What can I do about it?
Condensation on windows is a symptom of:
- inadequate heating
- inadequate ventilation
- inadequate insulation
Tackle these three causes and you will greatly reduce or eliminate weeping windows. Start with good design. If you’re designing a new house or making renovations, make sure your large living area windows face north to catch the sun during the day. Keep the windows on the southern (cold) side of the house smaller.
Warm it up
Install clean, efficient heating that is sized correctly for your home and can cope with the coldest winter nights. Clean-burning pellet burners, heat pumps and flued gas heating are all good choices and, correctly sized, should provide warmth for your whole home. A vented heat distribution system or underfloor heating are good ways to ensure even large homes are evenly heated.
Ventilate your home
Moisture in the air comes from a number of sources within the home. Bathing, cooking, laundry – even breathing – generates a huge amount of moisture every day. Houses these days are designed to be nearly airtight. They’re easier to keep warm, but this means that moisture can’t easily escape by itself.
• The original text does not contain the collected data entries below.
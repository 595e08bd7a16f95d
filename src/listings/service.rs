//! Single-record listing operations
//!
//! Create, list, update, delete and stats on top of a `ListingStore`.

use std::sync::Arc;

use chrono::{DateTime, Utc};
use uuid::Uuid;

use super::store::ListingStore;
use super::types::{normalize_id, Listing, ListingFields, ListingStats};
use crate::clock::Clock;
use crate::error::{AppError, Result};

/// Safety bound on list reads
pub const MAX_PAGE_SIZE: i64 = 1000;

pub struct ListingService {
    store: Arc<dyn ListingStore>,
    clock: Arc<dyn Clock>,
}

impl ListingService {
    pub fn new(store: Arc<dyn ListingStore>, clock: Arc<dyn Clock>) -> Self {
        Self { store, clock }
    }

    /// Create a listing with server-assigned timestamps
    ///
    /// A missing or empty `id` gets a fresh UUID; a supplied one is trimmed.
    pub async fn create(
        &self,
        owner_id: &str,
        device_id: &str,
        id: Option<String>,
        fields: ListingFields,
    ) -> Result<Listing> {
        let content = fields.into_content()?;

        let id = match id.as_deref().and_then(normalize_id) {
            Some(id) => {
                if self.store.find(owner_id, &id).await?.is_some() {
                    return Err(AppError::conflict("Advertisement already exists"));
                }
                id
            }
            None => Uuid::new_v4().to_string(),
        };

        let now = self.clock.now();
        let listing = Listing::new(id, owner_id, device_id, content, now, now);

        self.store.insert(&listing).await?;
        tracing::info!(owner = owner_id, id = %listing.id, "Created listing");
        Ok(listing)
    }

    /// Active listings, optionally only those modified after `since`
    pub async fn list(
        &self,
        owner_id: &str,
        since: Option<DateTime<Utc>>,
    ) -> Result<Vec<Listing>> {
        Ok(self
            .store
            .list_active(owner_id, since, MAX_PAGE_SIZE)
            .await?)
    }

    /// Patch an active listing and re-stamp it
    pub async fn update(&self, owner_id: &str, id: &str, fields: ListingFields) -> Result<Listing> {
        let id = id.trim();
        let mut listing = self
            .store
            .find(owner_id, id)
            .await?
            .filter(|l| !l.is_deleted)
            .ok_or_else(|| AppError::not_found("Advertisement not found"))?;

        let content = fields.apply_to(listing.content())?;
        listing.set_content(content);
        listing.updated_at = self.clock.now();

        if !self.store.replace_active(&listing).await? {
            return Err(AppError::not_found("Advertisement not found"));
        }
        Ok(listing)
    }

    /// Soft-delete a listing
    ///
    /// Deleting an already-deleted listing succeeds and re-stamps it.
    pub async fn delete(&self, owner_id: &str, id: &str) -> Result<()> {
        let id = id.trim();
        let now = self.clock.now();
        if !self.store.mark_deleted(owner_id, id, now).await? {
            return Err(AppError::not_found("Advertisement not found"));
        }
        tracing::info!(owner = owner_id, id, "Soft-deleted listing");
        Ok(())
    }

    pub async fn stats(&self, owner_id: &str) -> Result<ListingStats> {
        let by_category = self.store.count_by_category(owner_id).await?;
        Ok(ListingStats {
            total: by_category.iter().map(|c| c.count).sum(),
            by_category,
            last_update: self.clock.now(),
        })
    }

    /// Whether the backing store answers
    pub async fn store_reachable(&self) -> bool {
        match self.store.ping().await {
            Ok(()) => true,
            Err(e) => {
                tracing::warn!("Store ping failed: {}", e);
                false
            }
        }
    }
}

#[cfg(test)]
mod tests {
    use super::*;
    use crate::clock::ManualClock;
    use crate::db::test_store;
    use crate::listings::Category;

    async fn setup() -> (ListingService, Arc<ManualClock>) {
        let clock = Arc::new(ManualClock::at("2024-05-01T12:00:00Z"));
        let store = test_store().await;
        (ListingService::new(store, clock.clone()), clock)
    }

    fn fields(title: &str, category: &str) -> ListingFields {
        ListingFields {
            title: Some(title.into()),
            description: Some("desc".into()),
            price: Some("100".into()),
            category: Some(category.into()),
            contact: Some("contact".into()),
            images: None,
        }
    }

    #[tokio::test]
    async fn test_create_generates_id() {
        let (service, _) = setup().await;
        let listing = service
            .create("owner-1", "device-1", None, fields("Sofa", "Móveis"))
            .await
            .unwrap();

        assert!(Uuid::parse_str(&listing.id).is_ok());
        assert_eq!(listing.created_at, listing.updated_at);
    }

    #[tokio::test]
    async fn test_duplicate_create_conflicts_and_keeps_original() {
        let (service, _) = setup().await;
        service
            .create("owner-1", "device-1", Some("ad-1".into()), fields("Sofa", "Móveis"))
            .await
            .unwrap();

        let err = service
            .create("owner-1", "device-2", Some("ad-1".into()), fields("Mesa", "Móveis"))
            .await
            .unwrap_err();
        assert!(matches!(err, AppError::Conflict(_)));

        let listed = service.list("owner-1", None).await.unwrap();
        assert_eq!(listed.len(), 1);
        assert_eq!(listed[0].title, "Sofa");
    }

    #[tokio::test]
    async fn test_same_id_for_different_owners() {
        let (service, _) = setup().await;
        service
            .create("owner-1", "device-1", Some("ad-1".into()), fields("Sofa", "Móveis"))
            .await
            .unwrap();
        service
            .create("owner-2", "device-9", Some("ad-1".into()), fields("Carro", "Veículos"))
            .await
            .unwrap();

        assert_eq!(service.list("owner-1", None).await.unwrap().len(), 1);
        assert_eq!(service.list("owner-2", None).await.unwrap()[0].title, "Carro");
    }

    #[tokio::test]
    async fn test_ids_are_trimmed_on_every_path() {
        let (service, _) = setup().await;
        let created = service
            .create("owner-1", "device-1", Some(" ad-1 ".into()), fields("Sofa", "Móveis"))
            .await
            .unwrap();
        assert_eq!(created.id, "ad-1");

        let err = service
            .create("owner-1", "device-1", Some("ad-1".into()), fields("Sofa", "Móveis"))
            .await
            .unwrap_err();
        assert!(matches!(err, AppError::Conflict(_)));

        let updated = service
            .update(
                "owner-1",
                "  ad-1",
                ListingFields {
                    title: Some("Sofa cama".into()),
                    ..Default::default()
                },
            )
            .await
            .unwrap();
        assert_eq!(updated.title, "Sofa cama");

        service.delete("owner-1", "ad-1 ").await.unwrap();
        assert!(service.list("owner-1", None).await.unwrap().is_empty());
    }

    #[tokio::test]
    async fn test_list_is_capped() {
        let clock = Arc::new(ManualClock::at("2024-05-01T12:00:00Z"));
        let store = test_store().await;
        let service = ListingService::new(store.clone(), clock.clone());

        for n in 0..=MAX_PAGE_SIZE {
            let content = fields("Item", "Outros").into_content().unwrap();
            let now = clock.now();
            store
                .insert(&Listing::new(format!("ad-{n}"), "owner-1", "d", content, now, now))
                .await
                .unwrap();
        }

        let listed = service.list("owner-1", None).await.unwrap();
        assert_eq!(listed.len() as i64, MAX_PAGE_SIZE);
    }

    #[tokio::test]
    async fn test_create_missing_field_is_invalid() {
        let (service, _) = setup().await;
        let mut incomplete = fields("Sofa", "Móveis");
        incomplete.price = None;

        let err = service
            .create("owner-1", "device-1", None, incomplete)
            .await
            .unwrap_err();
        assert!(matches!(err, AppError::InvalidInput(_)));
    }

    #[tokio::test]
    async fn test_update_restamps_and_missing_is_not_found() {
        let (service, clock) = setup().await;
        let created = service
            .create("owner-1", "device-1", Some("ad-1".into()), fields("Sofa", "Móveis"))
            .await
            .unwrap();

        clock.advance_secs(60);
        let updated = service
            .update(
                "owner-1",
                "ad-1",
                ListingFields {
                    price: Some("80".into()),
                    ..Default::default()
                },
            )
            .await
            .unwrap();
        assert_eq!(updated.price, "80");
        assert!(updated.updated_at > created.updated_at);
        assert_eq!(updated.created_at, created.created_at);

        let err = service
            .update("owner-1", "nope", ListingFields::default())
            .await
            .unwrap_err();
        assert!(matches!(err, AppError::NotFound(_)));
        assert_eq!(service.list("owner-1", None).await.unwrap().len(), 1);
    }

    #[tokio::test]
    async fn test_delete_hides_listing_and_is_repeatable() {
        let (service, _) = setup().await;
        service
            .create("owner-1", "device-1", Some("ad-1".into()), fields("Sofa", "Móveis"))
            .await
            .unwrap();

        service.delete("owner-1", "ad-1").await.unwrap();
        assert!(service.list("owner-1", None).await.unwrap().is_empty());

        // Second delete still succeeds
        service.delete("owner-1", "ad-1").await.unwrap();

        let err = service
            .update("owner-1", "ad-1", ListingFields::default())
            .await
            .unwrap_err();
        assert!(matches!(err, AppError::NotFound(_)));

        let err = service.delete("owner-1", "missing").await.unwrap_err();
        assert!(matches!(err, AppError::NotFound(_)));
    }

    #[tokio::test]
    async fn test_list_since_filters_by_modification() {
        let (service, clock) = setup().await;
        service
            .create("owner-1", "device-1", Some("old".into()), fields("Old", "Outros"))
            .await
            .unwrap();
        let watermark = clock.now();
        clock.advance_secs(10);
        service
            .create("owner-1", "device-1", Some("new".into()), fields("New", "Outros"))
            .await
            .unwrap();

        let listed = service.list("owner-1", Some(watermark)).await.unwrap();
        assert_eq!(listed.len(), 1);
        assert_eq!(listed[0].id, "new");
    }

    #[tokio::test]
    async fn test_stats_group_by_category() {
        let (service, _) = setup().await;
        service
            .create("owner-1", "d", Some("a".into()), fields("A", "Roupas"))
            .await
            .unwrap();
        service
            .create("owner-1", "d", Some("b".into()), fields("B", "Roupas"))
            .await
            .unwrap();
        service
            .create("owner-1", "d", Some("c".into()), fields("C", "Serviços"))
            .await
            .unwrap();
        service.delete("owner-1", "c").await.unwrap();

        let stats = service.stats("owner-1").await.unwrap();
        assert_eq!(stats.total, 2);
        assert_eq!(stats.by_category.len(), 1);
        assert_eq!(stats.by_category[0].category, Category::Clothing);
        assert_eq!(stats.by_category[0].count, 2);
    }
}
When at home, opening windows will ventilate and dry your home. For those whose homes are closed up every day during the work week, passive ventilation (built into some types of window units) or mechanical (including heat exchange) ventilation are the best ways to create a dry, healthy, comfortable home.
Upgrade insulation in joinery
Your walls, floors and ceiling need insulation to keep warm air in and cold out; your windows are no different. Double-glazing will always improve insulation, but heat escapes through the frames of windows too. For both new homes and renovations, thermally improved joinery is your best option for preventing heat loss through your windows.
This joinery separates the metal frame to prevent the metal being such an effective conductor of heat. Thermally improved windows with double glazing are the ultimate solution. The Thermal Series is a good example of what is available.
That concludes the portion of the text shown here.